Poets in the Well

A Meditation on “Untitled 47” (“Where are the poems I want to write?”)
by Conrad Martin

Notice sometime our fraught relationship with language. Life has pressing mysteries, and words brush past them, sometimes soothing, sometimes rubbing. Expression is our compulsion, but any hope of completing the project is doomed, if not damned.

Kyle Lehman’s poem titled “Untitled 47” (which I like to call “Poets in the Well”) takes a common case of writer’s block and climbs up onto it—gestures expansively, gracefully—and steps down with honor.

To summarize briefly: there’s a kind of speech which a human cannot access but which Life begs, and while Nature gives its own kind of answer, it leaves an ache unquieted. This might be what most poems end up saying.

Grant then that there is something unfinished and unfinishable, but here before us we have a poem made of human words. Despite emptiness, a deeper need is being fulfilled, and something is enough.
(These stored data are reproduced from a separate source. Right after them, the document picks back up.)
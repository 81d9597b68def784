//! Session locking.
//!
//! A machine has at most one exclusive (Write or VM) session. The exclusive
//! holder works on a proxy aggregate set that shares storage with the
//! at-rest record until it changes something; Shared sessions only get a
//! console reference from the exclusive holder. Front-ends launched through
//! [`Machine::launch_vm_process`] claim the pending spawn by locking the
//! machine from the launched PID.

pub mod client;
pub mod progress;

use std::path::{Path, PathBuf};
use std::sync::Arc;
use std::time::Duration;

use chrono::Utc;
use tokio::task::JoinHandle;
use tokio::time::Instant;
use tracing::{debug, info, instrument, warn};
use uuid::Uuid;

use vmkeeper_protocol::{DeviceType, LaunchEnvironment, LockType, MachineState, SessionState};

use crate::error::{MachineError, Result};
use crate::events::MachineEvent;
use crate::machine::aggregates::{find_attachment_by_medium, ConfigAggregates, MediumAttachment, SlotKey};
use crate::machine::snapshot::Snapshot;
use crate::machine::state::StateDependency;
use crate::machine::view::MachineView;
use crate::machine::{Machine, MachineData, SavingState, StateChangeLock, Target};
use crate::registry::Registry;
use crate::storage::image::ImageStore;
use crate::storage::lock::MediumLockMap;
use crate::storage::medium::{MediaTree, MediumType};
use crate::storage::{commit_media, rollback_media};

use self::client::{ChildProcess, DynClientHandle, ProcessExit};
use self::progress::Progress;

/// A client registered with the session of a machine.
#[derive(Clone)]
pub struct ControlEntry {
    pub token: Uuid,
    pub client: DynClientHandle,
}

/// Launch or direct lock that has not completed yet.
pub(crate) struct PendingSpawn {
    pid: u32,
    token: Uuid,
    /// Lock requested by the client itself rather than by a launched process.
    direct: bool,
    /// A client is between its lock request and the end of assignment.
    claiming: bool,
    /// Whoever asked for the launch; becomes a remote control on success.
    requester: Option<ControlEntry>,
    child: Option<Box<dyn ChildProcess>>,
    deadline: Option<Instant>,
}

/// Aggregate set handed to the exclusive session holder.
pub(crate) struct SessionProxy {
    pub config: ConfigAggregates,
    pub lock_type: LockType,
    pub token: Uuid,
}

/// Session bookkeeping of one machine.
pub struct SessionDescriptor {
    pub state: SessionState,
    pub lock_type: LockType,
    pub direct_control: Option<ControlEntry>,
    pub remote_controls: Vec<ControlEntry>,
    pub owner_pid: Option<u32>,
    /// Front-end name of a launched session.
    pub name: String,
    pub progress: Option<Progress>,
    /// Media locks held on behalf of a VM session.
    pub locked_media: Option<MediumLockMap>,
    pub(crate) spawn: Option<PendingSpawn>,
    pub(crate) proxy: Option<SessionProxy>,
}

impl Default for SessionDescriptor {
    fn default() -> Self {
        Self {
            state: SessionState::Unlocked,
            lock_type: LockType::Null,
            direct_control: None,
            remote_controls: Vec::new(),
            owner_pid: None,
            name: String::new(),
            progress: None,
            locked_media: None,
            spawn: None,
            proxy: None,
        }
    }
}

impl SessionDescriptor {
    pub fn direct_client(&self) -> Option<DynClientHandle> {
        self.direct_control.as_ref().map(|c| Arc::clone(&c.client))
    }

    /// Forget everything but the state, releasing media locks.
    fn clear(&mut self, tree: &mut MediaTree) {
        if let Some(mut map) = self.locked_media.take() {
            map.clear(tree);
        }
        self.lock_type = LockType::Null;
        self.direct_control = None;
        self.remote_controls.clear();
        self.owner_pid = None;
        self.name.clear();
        self.progress = None;
        self.spawn = None;
        self.proxy = None;
    }
}

/// Handle returned by [`Machine::lock_machine`].
pub struct SessionHandle {
    machine: Arc<Machine>,
    client: DynClientHandle,
    lock_type: LockType,
    token: Uuid,
}

impl std::fmt::Debug for SessionHandle {
    fn fmt(&self, f: &mut std::fmt::Formatter<'_>) -> std::fmt::Result {
        f.debug_struct("SessionHandle")
            .field("machine", &self.machine.id())
            .field("lock_type", &self.lock_type)
            .field("token", &self.token)
            .finish()
    }
}

impl SessionHandle {
    pub fn machine(&self) -> &Arc<Machine> {
        &self.machine
    }

    pub fn client(&self) -> &DynClientHandle {
        &self.client
    }

    pub fn lock_type(&self) -> LockType {
        self.lock_type
    }

    pub fn token(&self) -> Uuid {
        self.token
    }

    fn target(&self) -> Result<Target> {
        if !self.lock_type.is_exclusive() {
            return Err(MachineError::InvalidState(
                "a shared session cannot change the machine configuration".into(),
            ));
        }
        Ok(Target::Session(self.token))
    }

    fn vm_target(&self) -> Result<Target> {
        if self.lock_type != LockType::Vm {
            return Err(MachineError::AccessDenied(
                "only the VM session may drive the machine state".into(),
            ));
        }
        Ok(Target::Session(self.token))
    }

    pub async fn with_view<R>(&self, f: impl FnOnce(&mut MachineView<'_>) -> Result<R>) -> Result<R> {
        self.machine.with_view_for(self.target()?, f).await
    }

    pub async fn is_modified(&self) -> Result<bool> {
        let target = self.target()?;
        let data = self.machine.read().await;
        Ok(data.aggregates(target)?.0.is_modified())
    }

    pub async fn attach_device(&self, slot: SlotKey, device_type: DeviceType, medium: Option<Uuid>) -> Result<()> {
        self.machine
            .attach_device_for(self.target()?, slot, device_type, medium)
            .await
    }

    pub async fn detach_device(&self, slot: SlotKey) -> Result<()> {
        self.machine.detach_device_for(self.target()?, slot).await
    }

    pub async fn mount_medium(&self, slot: SlotKey, medium: Option<Uuid>, force: bool) -> Result<()> {
        self.machine
            .mount_medium_for(self.target()?, slot, medium, force)
            .await
    }

    pub async fn unmount_medium(&self, slot: SlotKey, force: bool) -> Result<()> {
        self.machine
            .mount_medium_for(self.target()?, slot, None, force)
            .await
    }

    pub async fn remove_storage_controller(&self, name: &str) -> Result<()> {
        self.machine
            .remove_storage_controller_for(self.target()?, name)
            .await
    }

    /// Commit the proxy into the at-rest record and write the settings file.
    pub async fn save_settings(&self) -> Result<()> {
        self.target()?;
        self.machine.save_session_settings(self.token).await
    }

    /// Drop every uncommitted proxy change.
    pub async fn discard_settings(&self) -> Result<()> {
        self.target()?;
        self.machine.discard_session_settings(self.token).await
    }

    pub async fn update_state(&self, state: MachineState) -> Result<()> {
        self.vm_target()?;
        self.machine.update_state_for(self.token, state).await
    }

    pub async fn begin_saving_state(&self) -> Result<PathBuf> {
        self.vm_target()?;
        self.machine.begin_saving_state_for(self.token).await
    }

    pub async fn end_saving_state(&self, success: bool) -> Result<()> {
        self.vm_target()?;
        self.machine.end_saving_state_for(self.token, success).await
    }

    pub async fn discard_saved_state(&self, delete_file: bool) -> Result<()> {
        self.target()?;
        self.machine
            .discard_saved_state_for(self.token, delete_file)
            .await
    }

    /// Take an offline snapshot. Differencing images are created in the
    /// background; the returned progress completes when they exist.
    pub async fn take_snapshot(&self, name: &str, description: &str) -> Result<(Uuid, Progress)> {
        self.target()?;
        self.machine
            .take_snapshot_for(self.token, name, description)
            .await
    }

    /// Restore an offline machine to `snapshot_id`.
    pub async fn restore_snapshot(&self, snapshot_id: Uuid) -> Result<()> {
        self.target()?;
        self.machine.restore_snapshot_for(self.token, snapshot_id).await
    }

    pub async fn delete_snapshot(&self, snapshot_id: Uuid) -> Result<()> {
        self.target()?;
        self.machine.delete_snapshot_for(self.token, snapshot_id).await
    }

    pub async fn unlock(self) -> Result<()> {
        self.machine.unlock_session(self.token, self.lock_type).await
    }
}

struct DiffJob {
    slot: SlotKey,
    parent: Uuid,
    diff: Uuid,
    location: PathBuf,
    size_mb: u64,
}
Where are the poems I wish to write?
Where are the songs I’ve yet to learn?

The firefly flings his sparks at night,
And syllables fall from falcon wings.
But broken the keys I ache to type
Of echoes and echoes of long-lost things.

The keys are broken. (Could the metaphor play on piano keys as well as a computer keyboard?) Some in-between part of a vital process is missing, and the unease cannot escape. But we have clues to where the inaccessible hides—something in the points of light called fireflies and at the tips of the falcon’s wings. It grows deep in the exotic wealth of the rain forest, but also it is hiding in the woods just out the back doors of the dwellers in Dacia (the ancient realm comprising present day Romania, where the poet lives).

No words arise from the Amazon.
No wisdom wakes from the Dacian wood.
Silent strength flows silent on.
The bird tongue breaks what no human could.

This poem is not essentially a complaint, but a statement of faith in the intrinsic goodness “deep down things,” because “the world is charged with the grandeur of God” (Gerard Manley Hopkins). I think of another Hopkins poem, “The Windhover,” where also a falcon flies: “my heart in hiding/ stirred for a bird.” That same stirring is here, where “silent strength flows silent on.”

But there is more than silence: “The bird tongue breaks what no human could.”

I like to read the word “breaks” as the peak where the poem crests, perhaps subtly. The first three lines of the stanza do not set this up; the first two having parallel meaning (a pattern throughout the poem), and the third line containing “silent strength flowing silent on,” one anticipates the fourth to be subdued and contained as well. And indeed, it is pliable and can be bent to fit that feeling, but it will spring back. It is an unexpected touch of release, coming after silence and sleep.

This breaking is perhaps a solution to the poem’s struggle to express, but the word’s broader connotations are of wounds—its image follows “bird tongue” haltingly— and it is an echo in this poem of inadequacy: “broken the keys I ache to type. . .”

This word “break” is the last verb before the shift to the closure of the final stanza. It has a single meaning of two moods; I do not know which is primary. One mood is of gain—the bird tongue breaks open a flow of mystery. The second is of loss—it is the bird tongue which breaks open the flow of a mystery which the poet has been longing himself to enter.

The last stanza unifies the spirit of the poem to a reconciled, almost exultant nostalgia:

Long live the beauty unbeknown.

In all his searching, this worshipful humility is the health and honor of the poet.

The forgotten gold in the village well.

O but please . . . if we could just have one more detail here? Who . . . why . . . what delicious mystery is this? Gold in the village well! Follow downward this dark column of damp air, through the still depth of the cold. Feel the heavy worth of the gold lying undisturbed through long years, millennia, ages—and all this ancient treasure present just beneath the daily small-talk and sunny brilliance of thoughtless villagers. A bucket let down on a long twine is a space-capsule floating through a worm-hole tunnel from an alien universe. Here are two realms pressed so close together in space and yet so distant in mind, held apart by nothing but a glimmer of time the length of a flick of falcon’s wing. But I must forget it—this gold is forgotten gold, and its forgottenness is golden.

Truth stands below what is understood,

Looking closely, we notice that everything which is understood has something standing under it. That something must also be true, or more than true. If one could only stretch out the arms and reach around it—take it in all at once . . . But it is not unknown. It comes as it slips away. Let us swim into it, each and all,

while poets grow old, and can never tell.